Qu’est-ce qu’un genre cinématographique ? Quand considère-t-on qu’un ensemble de films constitue un genre ? Quelles sont les caractéristiques et les limites d’un genre ? Ces quelques questions simples en apparence, exemples parmi d’autres de la multitude d’interrogations suscitées par l’analyse d’un genre, déchaînent des débats interminables et illustrent la difficulté de la catégorisation. Il serait cependant dommage de rejeter les études génériques. Le genre constitue un critère de recherche pertinent pour comprendre certaines cinématographies. En France, l’analyse générique n’a longtemps pas été considérée à sa juste valeur, d’après nous pour trois raisons principales :

* la notion d’auteur, longtemps omniprésente dans notre pays, avait tendance à étouffer le genre en mettant l’auteur au-dessus de tout le reste. Un western de Fritz Lang était un film de Fritz Lang avant d’être un western.
* le genre ne faisait pas sérieux. Aujourd’hui encore, on appelle "cinéma de genre" un certain type de cinéma (horreur, science-fiction, arts martiaux, fantastique...) peu reconnu par la critique. Longtemps, le western, genre emblématique du cinéma américain, n’a pas été considéré comme important par l’intelligentsia.
* en France, à l’inverse d’autres pays, le genre a été peu structuré par l’industrie cinématographique, tant au niveau de la production que du marketing. Si genres il y a, ce sont plus des constructions a posteriori regroupant des films aux thématiques proches, comme le réalisme poétique des années 30. Aux Etats-Unis, en Italie ou au Japon par exemple, les genres ont été plus structurants : on produisait et on commercialisait un western, une comédie musicale, un giallo, un péplum ou un chambara.
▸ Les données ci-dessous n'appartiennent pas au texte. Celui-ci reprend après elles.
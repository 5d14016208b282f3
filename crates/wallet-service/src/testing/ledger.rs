//! In-memory user, ledger and intent stores

use std::collections::HashMap;

use async_trait::async_trait;
use chrono::Utc;
use parking_lot::Mutex;
use rust_decimal::Decimal;

use wallet_core::entities::{
    ChatBinding, CreditReceipt, NewTransaction, PendingIntent, Reconciliation, Transaction, User,
};
use wallet_core::error::DomainError;
use wallet_core::traits::{LedgerRepository, PendingIntentStore, RepoResult, UserRepository};
use wallet_core::value_objects::{Amount, PaymentMethod};

/// Largest value a `NUMERIC(14, 2)` balance column holds
fn max_balance() -> Decimal {
    Decimal::new(99_999_999_999_999, 2)
}

#[derive(Default)]
struct LedgerState {
    users: HashMap<String, User>,
    password_hashes: HashMap<String, String>,
    transactions: Vec<Transaction>,
    next_id: i64,
}

impl LedgerState {
    fn append(&mut self, tx: &NewTransaction) -> Transaction {
        self.next_id += 1;
        let row = Transaction {
            id: self.next_id,
            username: tx.username.clone(),
            amount: tx.amount.value(),
            method: tx.method.as_str().to_string(),
            status: tx.status,
            proof_file_id: tx.proof_file_id.clone(),
            admin: tx.admin.clone(),
            created_at: Utc::now(),
        };
        self.transactions.push(row.clone());
        row
    }
}

/// Users, balances and the transaction log behind one lock
///
/// Implements both [`UserRepository`] and [`LedgerRepository`] so a credit
/// can check the user and append its row atomically.
#[derive(Default)]
pub struct InMemoryLedger {
    state: Mutex<LedgerState>,
}

impl InMemoryLedger {
    /// All rows, oldest first
    pub fn transactions(&self) -> Vec<Transaction> {
        self.state.lock().transactions.clone()
    }

    /// Stored password hash, for asserting it is not the plaintext
    pub fn stored_hash(&self, username: &str) -> Option<String> {
        self.state.lock().password_hashes.get(username).cloned()
    }

    /// Insert a row as-is, bypassing the balance; for seeding legacy data
    pub fn seed_transaction(&self, tx: &NewTransaction) -> Transaction {
        self.state.lock().append(tx)
    }

    /// Overwrite a balance without logging; for drift scenarios
    pub fn force_balance(&self, username: &str, balance: Decimal) {
        if let Some(user) = self.state.lock().users.get_mut(username) {
            user.balance = balance;
        }
    }
}

#[async_trait]
impl UserRepository for InMemoryLedger {
    async fn find_by_username(&self, username: &str) -> RepoResult<Option<User>> {
        Ok(self.state.lock().users.get(username).cloned())
    }

    async fn find_by_chat_id(&self, chat_id: i64) -> RepoResult<Option<User>> {
        Ok(self
            .state
            .lock()
            .users
            .values()
            .find(|u| u.chat_id == Some(chat_id))
            .cloned())
    }

    async fn create(&self, user: &User, password_hash: &str) -> RepoResult<()> {
        let mut state = self.state.lock();
        if state.users.contains_key(&user.username) {
            return Err(DomainError::UsernameTaken(user.username.clone()));
        }
        state.users.insert(user.username.clone(), user.clone());
        state
            .password_hashes
            .insert(user.username.clone(), password_hash.to_string());
        Ok(())
    }

    async fn get_password_hash(&self, username: &str) -> RepoResult<Option<String>> {
        Ok(self.state.lock().password_hashes.get(username).cloned())
    }

    async fn bind_chat(&self, username: &str, chat_id: i64) -> RepoResult<ChatBinding> {
        let mut state = self.state.lock();

        let existing = state
            .users
            .get(username)
            .ok_or_else(|| DomainError::UserNotFound(username.to_string()))?
            .chat_id;
        if let Some(bound) = existing {
            return Ok(ChatBinding::AlreadyBound(bound));
        }
        if state.users.values().any(|u| u.chat_id == Some(chat_id)) {
            return Err(DomainError::ChatAlreadyBound(chat_id));
        }

        if let Some(user) = state.users.get_mut(username) {
            user.chat_id = Some(chat_id);
        }
        Ok(ChatBinding::Bound(chat_id))
    }
}

#[async_trait]
impl LedgerRepository for InMemoryLedger {
    async fn credit(
        &self,
        username: &str,
        amount: Amount,
        method: &PaymentMethod,
        authorizer: &str,
    ) -> RepoResult<CreditReceipt> {
        let mut state = self.state.lock();

        let user = state
            .users
            .get_mut(username)
            .ok_or_else(|| DomainError::UserNotFound(username.to_string()))?;
        let new_balance = user.balance + amount.value();
        if new_balance > max_balance() {
            return Err(DomainError::InvalidAmount(
                "balance would exceed the maximum".to_string(),
            ));
        }
        user.balance = new_balance;

        let transaction = state.append(&NewTransaction::credited(
            username,
            amount,
            method.clone(),
            authorizer,
        ));

        Ok(CreditReceipt {
            new_balance,
            transaction,
        })
    }

    async fn balance(&self, username: &str) -> RepoResult<Option<Decimal>> {
        Ok(self.state.lock().users.get(username).map(|u| u.balance))
    }

    async fn append_request(&self, transaction: &NewTransaction) -> RepoResult<Transaction> {
        Ok(self.state.lock().append(transaction))
    }

    async fn find_by_username(&self, username: &str, limit: i64) -> RepoResult<Vec<Transaction>> {
        let limit = usize::try_from(limit).unwrap_or(0);
        Ok(self
            .state
            .lock()
            .transactions
            .iter()
            .rev()
            .filter(|t| t.username == username)
            .take(limit)
            .cloned()
            .collect())
    }

    async fn reconcile(&self, username: &str) -> RepoResult<Option<Reconciliation>> {
        let state = self.state.lock();
        let Some(user) = state.users.get(username) else {
            return Ok(None);
        };

        let credited: Vec<&Transaction> = state
            .transactions
            .iter()
            .filter(|t| t.username == username && t.status.is_credited())
            .collect();

        Ok(Some(Reconciliation {
            username: user.username.clone(),
            balance: user.balance,
            credited_total: credited.iter().map(|t| t.amount).sum(),
            credited_count: credited.len() as i64,
        }))
    }
}

/// Pending intents keyed by chat
#[derive(Default)]
pub struct InMemoryIntentStore {
    intents: Mutex<HashMap<i64, PendingIntent>>,
}

impl InMemoryIntentStore {
    pub fn len(&self) -> usize {
        self.intents.lock().len()
    }

    pub fn is_empty(&self) -> bool {
        self.len() == 0
    }
}

#[async_trait]
impl PendingIntentStore for InMemoryIntentStore {
    async fn put(&self, intent: &PendingIntent) -> RepoResult<()> {
        self.intents.lock().insert(intent.chat_id, intent.clone());
        Ok(())
    }

    async fn get(&self, chat_id: i64) -> RepoResult<Option<PendingIntent>> {
        Ok(self.intents.lock().get(&chat_id).cloned())
    }

    async fn remove(&self, chat_id: i64) -> RepoResult<bool> {
        Ok(self.intents.lock().remove(&chat_id).is_some())
    }
}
Après quelques précurseurs dans les années 80, l’analyse générique a réussi à percer en France dans les années 90. Des ouvrages intéressants ont ainsi été écrits sur le western ou le film noir et, depuis le début des années 2000, des études sont consacrées à des genres moins emblématiques.

Ainsi en est-il de La comédie screwball hollywoodienne 1934-1945 de Grégoire Halbout, issue de sa thèse de doctorat rédigée en 2010. Il s’intéresse ici à un genre (1) très particulier et circonscrit dans le temps : la comédie screwball américaine, comédie loufoque de l’ère Roosevelt fondée « sur des situations et des personnages réalistes mais [qui] obéit à un traitement parodique qui confine à l’excentricité. […] Tout y est présenté à travers le prisme du couple américain urbain [de cette époque]. » Dans ce livre, l’auteur s’attache à démontrer l’existence de la comédie screwball en tant que genre, ses caractéristiques et son ancrage dans son époque, à travers l’étude d’une quarantaine de films (parmi les 130 comédies screwball ou apparentées dénombrées par Grégoire Halbout entre 1933 et 1945). Ne voulant pas adopter une approche purement chronologique et/ou étudier uniquement quelques œuvres emblématiques, il tente de cerner la comédie screwball par différentes approches complémentaires.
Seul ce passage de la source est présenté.